The seven states that are suing to end DACA argue that the program, as a whole is illegal—and that they are experiencing irreversible harm at the hands of the federal government by its continued existence.  Particularly, their claim of harm rests on the argument that DACA recipients are causing strain on their government services. Thus, these states requested a nationwide injunction to block any DACA grants or renewals going forward.

The judge, Andrew Hanen, ruled that because DACA has been in practice for over six years, the states suing lost their chance to claim the preventative benefit of a preliminary injunction. Hanen also acknowledged that a large group of people would stand to suffer sudden harm should they lose the DACA benefits, which is what the injunction would cause.

However, in the same breath, Judge Hanen indicated that he does not believe that DACA was created lawfully because it did not undergo a “notice-and-comment” period, which he says was likely required under the Administrative Procedures Act. Notice-and-comment is a procedure that allows new administrative rules to be reviewed in the Federal Register and commented on by the public. President Obama at the time of the creation of DACA and those defending the rule now argue that this comment period was not required because DACA was a “general statement of policy” and not a rule as interpreted.
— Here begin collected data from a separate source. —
pub mod mock_server;
//! Eagerly resolved mail sending.

use std::sync::Arc;

use courier_common::{ConfigurationError, MailSettings, Message, internal, settings::keys, tracing};

use crate::{
    error::{SpoolError, TransportError},
    resolver::TransportResolver,
    spool::FlushReport,
    transport::{Outcome, Transport},
};

/// A resolved transport together with the settings it was built from.
///
/// Construction fails with the resolver's [`ConfigurationError`], so a
/// `Mailer` that exists always has a working transport.
#[derive(Debug, Clone)]
pub struct Mailer {
    settings: MailSettings,
    transport: Arc<dyn Transport>,
    real_transport: Arc<dyn Transport>,
}

impl Mailer {
    /// Resolve the transport now.
    ///
    /// # Errors
    ///
    /// The resolver's effective settings are invalid.
    pub fn new(resolver: &TransportResolver) -> Result<Self, ConfigurationError> {
        let transport = resolver.resolve()?;
        let real_transport = transport
            .as_spool()
            .map_or_else(|| Arc::clone(&transport), |spool| Arc::clone(spool.inner()));

        Ok(Self {
            settings: resolver.settings().clone(),
            transport,
            real_transport,
        })
    }

    /// The transport messages are sent through; a spool when spooling is
    /// enabled.
    #[must_use]
    pub fn transport(&self) -> &Arc<dyn Transport> {
        &self.transport
    }

    /// The transport that actually delivers, with any spool peeled off.
    #[must_use]
    pub fn real_transport(&self) -> &Arc<dyn Transport> {
        &self.real_transport
    }

    #[must_use]
    pub const fn settings(&self) -> &MailSettings {
        &self.settings
    }

    /// Send `message`, filling in `defaultMailFromAddress` as the sender if
    /// it has none.
    ///
    /// # Errors
    ///
    /// Whatever the transport reports.
    pub async fn send(&self, mut message: Message) -> Result<Outcome, TransportError> {
        let default_sender = self
            .settings
            .non_empty(keys::DEFAULT_FROM_ADDRESS)
            .filter(|_| message.sender().is_none());

        if let Some(address) = default_sender {
            internal!(address, "Using default sender");
            message.apply_default_sender(address, self.settings.non_empty(keys::DEFAULT_FROM_NAME));
        }

        self.transport.send(&message).await
    }

    /// Deliver everything the spool is holding.
    ///
    /// Without a spool there is never anything queued, and the report is
    /// empty.
    ///
    /// # Errors
    ///
    /// The spool cannot be accessed.
    pub async fn flush_queue(&self) -> Result<FlushReport, SpoolError> {
        match self.transport.as_spool() {
            Some(spool) => {
                let report = spool.flush().await?;
                tracing::info!(
                    sent = report.sent,
                    failed = report.failed.len(),
                    "Flushed mail queue"
                );
                Ok(report)
            }
            None => Ok(FlushReport::default()),
        }
    }
}
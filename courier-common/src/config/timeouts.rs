//! Timeouts applied by the SMTP transport while talking to a relay.

use std::time::Duration;

use serde::{Deserialize, Serialize};

/// Client-side SMTP timeouts.
///
/// Shorter than the RFC 5321 server recommendations; the transport is
/// usually called from inside a request.
#[derive(Debug, Clone, PartialEq, Eq, Serialize, Deserialize)]
pub struct ClientTimeouts {
    /// Establishing the TCP (and, for implicit TLS, the TLS) connection.
    ///
    /// Default: 30 seconds
    #[serde(default = "defaults::connect_secs")]
    pub connect_secs: u64,

    /// Greeting, EHLO and STARTTLS.
    ///
    /// Default: 30 seconds
    #[serde(default = "defaults::command_secs")]
    pub command_secs: u64,

    /// AUTH exchange.
    ///
    /// Default: 30 seconds
    #[serde(default = "defaults::command_secs")]
    pub auth_secs: u64,

    /// MAIL FROM and each RCPT TO.
    ///
    /// Default: 30 seconds
    #[serde(default = "defaults::command_secs")]
    pub envelope_secs: u64,

    /// DATA, the payload and the final dot.
    ///
    /// Default: 120 seconds
    #[serde(default = "defaults::data_secs")]
    pub data_secs: u64,

    /// QUIT. A timeout here never fails a send.
    ///
    /// Default: 10 seconds
    #[serde(default = "defaults::quit_secs")]
    pub quit_secs: u64,
}

impl Default for ClientTimeouts {
    fn default() -> Self {
        Self {
            connect_secs: defaults::connect_secs(),
            command_secs: defaults::command_secs(),
            auth_secs: defaults::command_secs(),
            envelope_secs: defaults::command_secs(),
            data_secs: defaults::data_secs(),
            quit_secs: defaults::quit_secs(),
        }
    }
}

impl ClientTimeouts {
    #[must_use]
    pub const fn connect(&self) -> Duration {
        Duration::from_secs(self.connect_secs)
    }

    #[must_use]
    pub const fn command(&self) -> Duration {
        Duration::from_secs(self.command_secs)
    }

    #[must_use]
    pub const fn auth(&self) -> Duration {
        Duration::from_secs(self.auth_secs)
    }

    #[must_use]
    pub const fn envelope(&self) -> Duration {
        Duration::from_secs(self.envelope_secs)
    }

    #[must_use]
    pub const fn data(&self) -> Duration {
        Duration::from_secs(self.data_secs)
    }

    #[must_use]
    pub const fn quit(&self) -> Duration {
        Duration::from_secs(self.quit_secs)
    }
}

mod defaults {
    pub const fn connect_secs() -> u64 {
        30
    }
    pub const fn command_secs() -> u64 {
        30
    }
    pub const fn data_secs() -> u64 {
        120 // 2 minutes
    }
    pub const fn quit_secs() -> u64 {
        10
    }
}
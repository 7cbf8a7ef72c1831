//! `#[traced]` attribute used across the courier crates.
//!
//! The attribute emits a `TRACE` event when the function is entered and
//! another when it returns (including early returns and `?` exits, since
//! the exit event is emitted from a drop guard). Optionally it records
//! the elapsed time and wraps the function in a `tracing::instrument`
//! span.
//!
//! ```ignore
//! #[traced(instrument(level = tracing::Level::DEBUG, skip(self)), timing(precision = "ms"))]
//! async fn send(&self, message: &Message) -> Result<(), TransportError> { ... }
//! ```
#![warn(clippy::pedantic)]

extern crate proc_macro;

use proc_macro2::TokenStream;
use quote::{quote, quote_spanned};
use syn::{ItemFn, Stmt, parse::Parse, parse_macro_input, parse_quote};

#[derive(PartialEq, Eq, Clone, Copy, Default)]
enum Precision {
    #[default]
    Nanos,
    Micros,
    Millis,
    Seconds,
}

impl Precision {
    fn parse_unit(unit: &str) -> Option<Self> {
        match unit {
            "ns" | "nano" | "nanos" | "nanoseconds" => Some(Self::Nanos),
            "us" | "micro" | "micros" | "microseconds" => Some(Self::Micros),
            "ms" | "milli" | "millis" | "milliseconds" => Some(Self::Millis),
            "s" | "sec" | "secs" | "seconds" => Some(Self::Seconds),
            _ => None,
        }
    }

    /// Expression rendering `__elapsed` (a `Duration`) in this unit.
    fn render(self) -> syn::Expr {
        match self {
            Self::Nanos => parse_quote!(format!("{}ns", __elapsed.as_nanos())),
            Self::Micros => parse_quote!(format!("{}us", __elapsed.as_micros())),
            Self::Millis => parse_quote!(format!("{}ms", __elapsed.as_millis())),
            Self::Seconds => parse_quote!(format!("{}s", __elapsed.as_secs())),
        }
    }
}

impl Parse for Precision {
    fn parse(input: syn::parse::ParseStream) -> syn::Result<Self> {
        if !input.peek(syn::token::Paren) {
            return Ok(Self::default());
        }

        let content;
        let _ = syn::parenthesized!(content in input);
        let _ = content.parse::<keywords::precision>()?;
        let _ = content.parse::<syn::Token![=]>()?;
        let unit = content.parse::<syn::LitStr>()?;

        Self::parse_unit(&unit.value()).ok_or_else(|| {
            syn::Error::new(
                unit.span(),
                "unknown precision, expected one of `ns`, `us`, `ms` or `s`",
            )
        })
    }
}

mod keywords {
    syn::custom_keyword!(timing);
    syn::custom_keyword!(precision);
    syn::custom_keyword!(instrument);
}

#[derive(Default)]
struct Attributes {
    timing: Option<Precision>,
    instrument: Option<TokenStream>,
    unrecognised: Vec<syn::Error>,
}

impl Attributes {
    /// Unknown tokens are reported as deprecation warnings rather than hard
    /// errors, so a typo in the attribute never breaks a build.
    fn warnings(&self) -> TokenStream {
        let warnings = self.unrecognised.iter().map(|err| {
            let msg = syn::LitStr::new(&format!("`traced` ignored input: {err}"), err.span());

            quote_spanned! {err.span()=>
                #[warn(deprecated)]
                {
                    #[deprecated(since = "0.0.0", note = #msg)]
                    const TRACED_IGNORED_INPUT: () = ();
                    let () = TRACED_IGNORED_INPUT;
                }
            }
        });

        quote! { #(#warnings)* }
    }
}

impl Parse for Attributes {
    fn parse(input: syn::parse::ParseStream) -> syn::Result<Self> {
        let mut attributes = Self::default();

        while !input.is_empty() {
            let lookahead = input.lookahead1();
            if lookahead.peek(keywords::timing) {
                if attributes.timing.is_some() {
                    return Err(input.error("`timing` may only be given once"));
                }

                let _ = input.parse::<keywords::timing>()?;
                attributes.timing = Some(input.parse()?);
            } else if lookahead.peek(keywords::instrument) {
                if attributes.instrument.is_some() {
                    return Err(input.error("`instrument` may only be given once"));
                }

                let _ = input.parse::<keywords::instrument>()?;
                attributes.instrument = if input.peek(syn::token::Paren) {
                    let content;
                    let _ = syn::parenthesized!(content in input);
                    Some(content.parse()?)
                } else {
                    Some(TokenStream::new())
                };
            } else if lookahead.peek(syn::Token![,]) {
                let _ = input.parse::<syn::Token![,]>()?;
            } else {
                attributes.unrecognised.push(lookahead.error());
                let _ = input.parse::<proc_macro2::TokenTree>()?;
            }
        }

        Ok(attributes)
    }
}

/// Emits `tracing::trace!` events on entry to and exit from the attributed
/// function.
///
/// Arguments:
/// - `instrument(...)`: forwarded verbatim to `#[tracing::instrument]`
/// - `timing` / `timing(precision = "ms")`: records the elapsed time on exit
#[proc_macro_attribute]
pub fn traced(
    args: proc_macro::TokenStream,
    item: proc_macro::TokenStream,
) -> proc_macro::TokenStream {
    let args = parse_macro_input!(args as Attributes);
    let mut item_fn = parse_macro_input!(item as ItemFn);

    item_fn
        .attrs
        .push(parse_quote! { #[allow(clippy::items_after_statements)] });

    if let Some(fields) = &args.instrument {
        item_fn
            .attrs
            .push(parse_quote! { #[tracing::instrument(#fields)] });
    }

    let function = item_fn.sig.ident.to_string();
    let warnings = args.warnings();

    let on_exit: Stmt = match args.timing {
        Some(precision) => {
            let elapsed = precision.render();
            parse_quote! {
                {
                    let __elapsed = self.started.elapsed();
                    tracing::trace!(function = #function, elapsed = %#elapsed, "exit");
                }
            }
        }
        None => parse_quote! {
            {
                let _ = self.started;
                tracing::trace!(function = #function, "exit");
            }
        },
    };

    let guard: Vec<Stmt> = parse_quote! {
        struct __TracedGuard {
            started: std::time::Instant,
        }

        impl __TracedGuard {
            fn enter() -> Self {
                #warnings

                tracing::trace!(function = #function, "enter");
                Self {
                    started: std::time::Instant::now(),
                }
            }
        }

        impl std::ops::Drop for __TracedGuard {
            fn drop(&mut self) {
                #on_exit
            }
        }

        let __traced_guard = __TracedGuard::enter();
    };

    let body = std::mem::take(&mut item_fn.block.stmts);
    item_fn.block.stmts = guard.into_iter().chain(body).collect();

    proc_macro::TokenStream::from(quote! { #item_fn })
}
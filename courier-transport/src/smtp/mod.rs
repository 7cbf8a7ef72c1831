//! The `smtp` transport: deliver to a relay over the network.

pub mod client;
pub mod error;
pub mod response;
pub mod transaction;

use async_trait::async_trait;
use courier_common::{
    ConfigurationError, MailSettings, Message, config::ClientTimeouts, settings::keys, tracing,
};
use courier_tracing::traced;

use self::{client::SmtpClient, transaction::SmtpTransaction};
use crate::{
    error::TransportError,
    transport::{Outcome, Transport},
};

/// Port used when `transport_smtp_server` names no port.
pub const DEFAULT_PORT: u16 = 25;

/// How the connection to the relay is secured.
#[derive(Debug, Clone, Copy, Default, PartialEq, Eq)]
pub enum Encryption {
    #[default]
    None,
    /// Plain connection upgraded with STARTTLS (`tls`).
    StartTls,
    /// TLS from the first byte (`ssl`).
    Implicit,
}

impl Encryption {
    fn parse(value: Option<&str>) -> Result<Self, ConfigurationError> {
        match value.map(str::to_ascii_lowercase).as_deref() {
            None => Ok(Self::None),
            Some("tls") => Ok(Self::StartTls),
            Some("ssl") => Ok(Self::Implicit),
            Some(_) => Err(ConfigurationError::InvalidEncryption(
                value.unwrap_or_default().to_string(),
            )),
        }
    }
}

/// AUTH PLAIN credentials.
#[derive(Clone, PartialEq, Eq)]
pub struct Credentials {
    pub username: String,
    pub password: String,
}

impl std::fmt::Debug for Credentials {
    fn fmt(&self, f: &mut std::fmt::Formatter<'_>) -> std::fmt::Result {
        f.debug_struct("Credentials")
            .field("username", &self.username)
            .field("password", &"<redacted>")
            .finish()
    }
}

/// Split `host[:port]` into its parts.
///
/// The port defaults to [`DEFAULT_PORT`] when absent or empty. IPv6
/// literals must be bracketed (`[::1]:2525`).
///
/// # Errors
///
/// A missing host, or a port that is not a number in `1..=65535`.
pub fn parse_server(server: &str) -> Result<(String, u16), ConfigurationError> {
    let server = server.trim();

    let (host, port) = if let Some(rest) = server.strip_prefix('[') {
        let (host, rest) = rest
            .split_once(']')
            .ok_or_else(|| ConfigurationError::InvalidPort(server.to_string()))?;
        match rest {
            "" => (host, None),
            rest => (
                host,
                Some(
                    rest.strip_prefix(':')
                        .ok_or_else(|| ConfigurationError::InvalidPort(rest.to_string()))?,
                ),
            ),
        }
    } else {
        match server.split_once(':') {
            Some((host, port)) => (host, Some(port)),
            None => (server, None),
        }
    };

    if host.is_empty() {
        return Err(ConfigurationError::MissingField {
            transport: "smtp",
            field: keys::SMTP_SERVER,
        });
    }

    let port = match port.map(str::trim) {
        None | Some("") => DEFAULT_PORT,
        Some(port) => port
            .parse::<u16>()
            .ok()
            .filter(|port| *port != 0)
            .ok_or_else(|| ConfigurationError::InvalidPort(port.to_string()))?,
    };

    Ok((host.to_string(), port))
}

#[derive(Debug, Clone)]
pub struct SmtpTransport {
    host: String,
    port: u16,
    encryption: Encryption,
    credentials: Option<Credentials>,
    timeouts: ClientTimeouts,
}

impl SmtpTransport {
    #[must_use]
    pub fn new(host: impl Into<String>, port: u16) -> Self {
        Self {
            host: host.into(),
            port,
            encryption: Encryption::None,
            credentials: None,
            timeouts: ClientTimeouts::default(),
        }
    }

    /// Build from the `transport_smtp_*` settings.
    ///
    /// # Errors
    ///
    /// Missing server, unusable port, or unknown encryption.
    pub fn from_settings(settings: &MailSettings) -> Result<Self, ConfigurationError> {
        let server =
            settings
                .non_empty(keys::SMTP_SERVER)
                .ok_or(ConfigurationError::MissingField {
                    transport: "smtp",
                    field: keys::SMTP_SERVER,
                })?;
        let (host, port) = parse_server(server)?;

        let credentials = settings.non_empty(keys::SMTP_USERNAME).map(|username| Credentials {
            username: username.to_string(),
            password: settings
                .get(keys::SMTP_PASSWORD)
                .unwrap_or_default()
                .to_string(),
        });

        Ok(Self::new(host, port)
            .with_encryption(Encryption::parse(settings.non_empty(keys::SMTP_ENCRYPT))?)
            .with_credentials(credentials))
    }

    #[must_use]
    pub const fn with_encryption(mut self, encryption: Encryption) -> Self {
        self.encryption = encryption;
        self
    }

    #[must_use]
    pub fn with_credentials(mut self, credentials: Option<Credentials>) -> Self {
        self.credentials = credentials;
        self
    }

    #[must_use]
    pub fn with_timeouts(mut self, timeouts: ClientTimeouts) -> Self {
        self.timeouts = timeouts;
        self
    }

    #[must_use]
    pub fn host(&self) -> &str {
        &self.host
    }

    #[must_use]
    pub const fn encryption(&self) -> Encryption {
        self.encryption
    }

    #[must_use]
    pub const fn credentials(&self) -> Option<&Credentials> {
        self.credentials.as_ref()
    }

    #[traced(instrument(level = tracing::Level::DEBUG, skip_all, fields(host = %self.host, port = self.port)), timing(precision = "ms"))]
    async fn deliver(&self, message: &Message) -> Result<usize, TransportError> {
        let mut client = self.connect().await?;

        SmtpTransaction::new(message, &self.timeouts)
            .with_starttls(self.encryption == Encryption::StartTls)
            .with_credentials(self.credentials.as_ref())
            .execute(&mut client)
            .await
    }

    async fn connect(&self) -> Result<SmtpClient, TransportError> {
        let limit = self.timeouts.connect();
        let connecting = async {
            match self.encryption {
                Encryption::Implicit => SmtpClient::connect_tls(&self.host, self.port).await,
                Encryption::None | Encryption::StartTls => {
                    SmtpClient::connect(&self.host, self.port).await
                }
            }
        };

        tokio::time::timeout(limit, connecting)
            .await
            .map_err(|_| TransportError::Timeout {
                command: "connect",
                timeout: limit,
            })?
            .map_err(TransportError::from)
    }
}

#[async_trait]
impl Transport for SmtpTransport {
    fn kind(&self) -> &str {
        "smtp"
    }

    async fn send(&self, message: &Message) -> Result<Outcome, TransportError> {
        let recipients = self.deliver(message).await?;
        Ok(Outcome::Sent { recipients })
    }

    fn port(&self) -> Option<u16> {
        Some(self.port)
    }
}
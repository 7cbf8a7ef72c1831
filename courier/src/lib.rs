//! Configuration-driven front end for the courier transports.

pub mod controller;

pub use controller::{Courier, Summary, find_config_file};
use std::str::FromStr;

use tracing::metadata::LevelFilter;
use tracing_subscriber::{
    Layer, filter::FilterFn, prelude::__tracing_subscriber_SubscriberExt, util::SubscriberInitExt,
};

/// Emit an event inside a span named after the direction of the traffic.
#[macro_export]
macro_rules! log {
    ($level:expr, $span:expr, $($msg:tt)*) => {{
        let span = $crate::tracing::span!($level, $span);
        let _enter = span.enter();

        $crate::tracing::event!($level, $($msg)*)
    }};
}

/// Data leaving this process, e.g. commands written to an SMTP server or a
/// message piped into sendmail.
#[macro_export]
macro_rules! outgoing {
    (level = $level:ident, $($msg:tt)*) => {
        $crate::log!($crate::tracing::Level::$level, "outgoing", $($msg)*)
    };

    ($($msg:tt)*) => {
        $crate::outgoing!(level = TRACE, $($msg)*)
    };
}

/// Data arriving from a collaborator, e.g. SMTP replies.
#[macro_export]
macro_rules! incoming {
    (level = $level:ident, $($msg:tt)*) => {
        $crate::log!($crate::tracing::Level::$level, "incoming", $($msg)*)
    };

    ($($msg:tt)*) => {
        $crate::incoming!(level = TRACE, $($msg)*)
    };
}

/// Decisions made inside courier itself, e.g. which transport was resolved.
#[macro_export]
macro_rules! internal {
    (level = $level:ident, $($msg:tt)*) => {
        $crate::log!($crate::tracing::Level::$level, "internal", $($msg)*)
    };

    ($($msg:tt)*) => {
        $crate::internal!(level = TRACE, $($msg)*)
    };
}

/// Install the global subscriber.
///
/// The level comes from `LOG_LEVEL` and falls back to `TRACE` for debug
/// builds and `INFO` for release builds. Only events from the courier
/// crates are shown.
pub fn init() {
    let default = if cfg!(debug_assertions) {
        LevelFilter::TRACE
    } else {
        LevelFilter::INFO
    };

    let level = std::env::var("LOG_LEVEL").map_or(default, |level| {
        LevelFilter::from_str(level.as_str()).unwrap_or_else(|_| {
            eprintln!("Invalid log level specified {level}, defaulting to {default}");
            default
        })
    });

    // A subscriber may already be installed (tests, embedding hosts).
    let _ = tracing_subscriber::Registry::default()
        .with(
            tracing_subscriber::fmt::layer()
                .with_file(false)
                .with_line_number(false)
                .with_writer(std::io::stderr)
                .compact()
                .with_ansi(true)
                .with_timer(tracing_subscriber::fmt::time::ChronoUtc::rfc_3339())
                .with_filter(level)
                .with_filter(FilterFn::new(|metadata| {
                    metadata.target().starts_with("courier")
                })),
        )
        .try_init();
}
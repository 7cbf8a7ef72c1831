//! Errors raised while sending through a resolved transport.
//!
//! Resolution itself only ever fails with
//! [`ConfigurationError`](courier_common::ConfigurationError).

use std::{io, process::ExitStatus, time::Duration};

use thiserror::Error;

use crate::smtp::error::ClientError;

#[derive(Debug, Error)]
pub enum TransportError {
    /// Local I/O failed (mbox file, child process pipes).
    #[error("I/O error: {0}")]
    Io(#[from] io::Error),

    /// The SMTP conversation broke down below the reply level.
    #[error("SMTP client error: {0}")]
    Client(#[from] ClientError),

    /// The relay answered a command with an unexpected reply.
    #[error("Server rejected {command}: {code} {message}")]
    Rejected {
        command: &'static str,
        code: u16,
        message: String,
    },

    /// A step of the conversation did not finish in time.
    #[error("{command} timed out after {timeout:?}")]
    Timeout {
        command: &'static str,
        timeout: Duration,
    },

    /// The relay does not offer something the configuration requires.
    #[error("Server does not support {0}")]
    Unsupported(&'static str),

    /// A sendmail-style command exited unsuccessfully.
    #[error("\"{command}\" exited with {status}")]
    ProcessFailed { command: String, status: ExitStatus },

    /// The message has no envelope sender and the transport needs one.
    #[error("Message has no envelope sender")]
    MissingSender,

    /// The message has no recipients.
    #[error("Message has no recipients")]
    NoRecipients,

    /// The spool could not accept or release a message.
    #[error("Spool error: {0}")]
    Spool(#[from] SpoolError),
}

impl TransportError {
    /// Returns `true` if sending the same message again cannot succeed
    /// without changing it or the configuration.
    #[must_use]
    pub const fn is_permanent(&self) -> bool {
        match self {
            Self::Rejected { code, .. } => *code >= 500,
            Self::Unsupported(_) | Self::MissingSender | Self::NoRecipients => true,
            _ => false,
        }
    }
}

#[derive(Debug, Error)]
pub enum SpoolError {
    /// The memory spool is full.
    #[error("Memory spool capacity exceeded: {0} messages")]
    CapacityExceeded(usize),

    /// Internal error (lock poisoning).
    #[error("Internal error: {0}")]
    Internal(String),
}

impl<T> From<std::sync::PoisonError<T>> for SpoolError {
    fn from(e: std::sync::PoisonError<T>) -> Self {
        Self::Internal(format!("Lock poisoned: {e}"))
    }
}

#[cfg(test)]
mod tests {
    use super::*;

    #[test]
    fn test_permanence() {
        let err = TransportError::Rejected {
            command: "RCPT TO",
            code: 550,
            message: "User unknown".to_string(),
        };
        assert!(err.is_permanent());
        assert_eq!(err.to_string(), "Server rejected RCPT TO: 550 User unknown");

        let err = TransportError::Rejected {
            command: "MAIL FROM",
            code: 451,
            message: "Try again later".to_string(),
        };
        assert!(!err.is_permanent());

        let err = TransportError::Timeout {
            command: "DATA",
            timeout: Duration::from_secs(120),
        };
        assert!(!err.is_permanent());
        assert!(TransportError::NoRecipients.is_permanent());
    }

    #[test]
    fn test_io_error_conversion() {
        let io_err = io::Error::new(io::ErrorKind::PermissionDenied, "access denied");
        let err: TransportError = io_err.into();
        assert!(matches!(err, TransportError::Io(_)));
        assert!(err.to_string().contains("access denied"));
    }
}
It is likely that the states that want to have DACA stopped will appeal this decision to the Federal Appeals court. Although it is hard to predict the outcome, the litigation will almost certainly eventually head to the U.S. Supreme Court.  With only eight justices currently on the Supreme Court, the timing and outcome of the DACA litigation is very uncertain. 

Our law firm stands ready to support this community, as we have done since DACA was first introduced. If you are seeking a DACA renewal or would like us to review your case, please do not hesitate to contact us.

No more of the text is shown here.